The United States Chamber of Commerce, joined by six other trade groups, filed a lawsuit yesterday in federal district court in Texas against the CFPB challenging the CFPB’s recent update to the Unfair Acts or Practices section, misleading or abusive (UDAAP) of its examination manual. include discrimination. The other plaintiffs are the American Bankers Association, the Consumer Bankers Association, the Independent Bankers Association of Texas, the Longview Chamber of Commerce, the Texas Association of Business and the Texas Bankers Association.
In July 2022, the House, in conjunction with the American Bankers Association, the Consumer Bankers Association, and the Independent Community Bankers of America, sent a letter to Director Chopra asking the CFPB to rescind the update. The letter was accompanied by a white paper setting out the legal basis for their position.

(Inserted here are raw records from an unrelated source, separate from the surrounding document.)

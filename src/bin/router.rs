//! Router process: queues units per destination and forwards one per service interval.

use std::process::ExitCode;
use std::time::Duration;

use bottleneck::{addr, router};
use clap::Parser;

#[derive(Debug, Parser)]
#[command(name = "router", about = "Rate-limited drop-tail router")]
struct Args {
    /// Number of queues: 1 shares a queue between all receivers, N gives receiver k queue k
    #[arg(long, default_value_t = 2)]
    queues: usize,
    /// Time to forward one unit (milliseconds)
    #[arg(long, default_value_t = 10)]
    service_ms: u64,
    /// Capacity of each queue (units)
    #[arg(long, default_value_t = 64)]
    capacity: usize,
    /// Number of receivers (receiver k listens on port 5000 + k - 1)
    #[arg(long, default_value_t = 2)]
    receivers: u32,
    #[arg(long, default_value = "127.0.0.1")]
    receiver_host: String,
    #[arg(long, default_value_t = 1)]
    report_secs: u64,
}

fn build_config(args: &Args) -> bottleneck::Result<router::Config> {
    let receiver_addrs = (1..=args.receivers)
        .map(|id| addr::receiver_addr(&args.receiver_host, id))
        .collect::<bottleneck::Result<Vec<_>>>()?;

    Ok(router::Config {
        receiver_addrs,
        queue_count: args.queues,
        queue_capacity: args.capacity,
        service_interval: Duration::from_millis(args.service_ms),
        report_interval: Duration::from_secs(args.report_secs),
        ..Default::default()
    })
}

fn main() -> ExitCode {
    tracing_subscriber::fmt()
        .with_env_filter(
            tracing_subscriber::EnvFilter::try_from_default_env()
                .unwrap_or_else(|_| tracing_subscriber::EnvFilter::new("info")),
        )
        .with_target(true)
        .init();

    let args = Args::parse();

    let result = build_config(&args)
        .and_then(bottleneck::Router::bind)
        .and_then(|mut router| router.run());

    match result {
        Ok(()) => ExitCode::SUCCESS,
        Err(err) => {
            tracing::error!("router failed: {err}");
            ExitCode::FAILURE
        }
    }
}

The plaintiffs claim that the manual update should be reversed as it violates the Administrative Procedure Act (APA) for the following reasons:
- The update exceeds the statutory authority of the CFPB in the Dodd-Frank Act. The CFPB cannot regulate discrimination under its UDAAP authority because Congress has not given the CFPB authority to enforce anti-discrimination principles except in specific circumstances. CFPB statutory authorities consistently treat “injustice” and “discrimination” as separate concepts. (To demonstrate compliance burdens resulting from the update, plaintiffs allege that the CFPB provided no guidance to regulated entities on what might constitute unjust discrimination or actionable disparate impacts for purposes of the As examples of confusing issues, plaintiffs allege that the CFPB failed to identify which classes or characteristics are protected or which activities are non-discriminatory (such as those identified in the ECOA) , and did not explain how regulated entities should conduct the types of assessments that the CFPB appears to be considering given existing prohibitions on collecting customer demographic information.)
- The update is “arbitrary and capricious” because the CFPB’s interpretation of “injustice” contradicts the historical use and understanding of the term. The plaintiffs allege that the FTC’s unfairness authority does not extend to discrimination and that Congress borrowed the FTC statute’s definition of unfairness to define the CFPB’s UDAAP authority. They also allege that the CFPB’s intended use of disparate impact liability when prosecuting UDAAP claims flouts the intent of Congress and the authority of the U.S. Supreme Court.
- The update violates the APA’s notice and comment requirement, as it is a statutory rule that imposes new substantive obligations on regulated entities.
In addition to claiming that the Manual Update should be canceled due to alleged violations of the APA, Plaintiffs allege that the Update should be canceled because the CFPB’s funding structure violates the Appropriations Clause of the Constitution. American. (Consistent with Dodd-Frank, the CFPB receives its funding through requests made by the CFPB Director to the Federal Reserve, subject to a cap equal to 12% of the Federal Reserve budget, rather than through of the congressional appropriations process.) their claim of unconstitutionality, the plaintiffs cite the concurring opinion of Judge Edith Jones in the Fifth Circuit case bench May 2022 decision in All American Check Cashing in which Judge Jones found that the CFPB funding mechanism is unconstitutional.
Although the bench The Fifth Circuit did not reach the funding argument, a Fifth Circuit panel is expected to consider this issue in the CFSA lawsuit challenging the payment provisions in the Payday Loan/Auto Title/High Rate Loan Final Rule. 2017 of the CFPB. The business groups appealed the final judgment of the district court granting the CFPB’s motion for summary judgment and suspending the compliance date for the payment arrangements. On May 9, 2022, a Fifth Circuit panel heard oral argument in the CFSA lawsuit.
The main argument of the trade groups on appeal continues to be that the 2017 rule was void ab-initio because the CFPA’s unconstitutional opt-out restriction means the Bureau lacked the authority to enact the 2017 rule. However, the trade groups issued the concurring opinion in All U.S. check cashings as additional authority to the Fifth Circuit committee hearing their appeal and argued that the committee should adopt the reasoning of the concurring opinion and strike down the 2017 rule.
The unconstitutionality of the CFPB’s funding structure was also raised by Populus Financial Group, Inc. in the CFPB’s lawsuit filed in July 2022 against Populus in federal district court in Texas. Populus filed a motion to dismiss in which he argues that the CFPB’s enforcement action is invalid because the CFPB’s funding structure violates the principle of separation of powers enshrined in the Appropriations Clause of the US Constitution.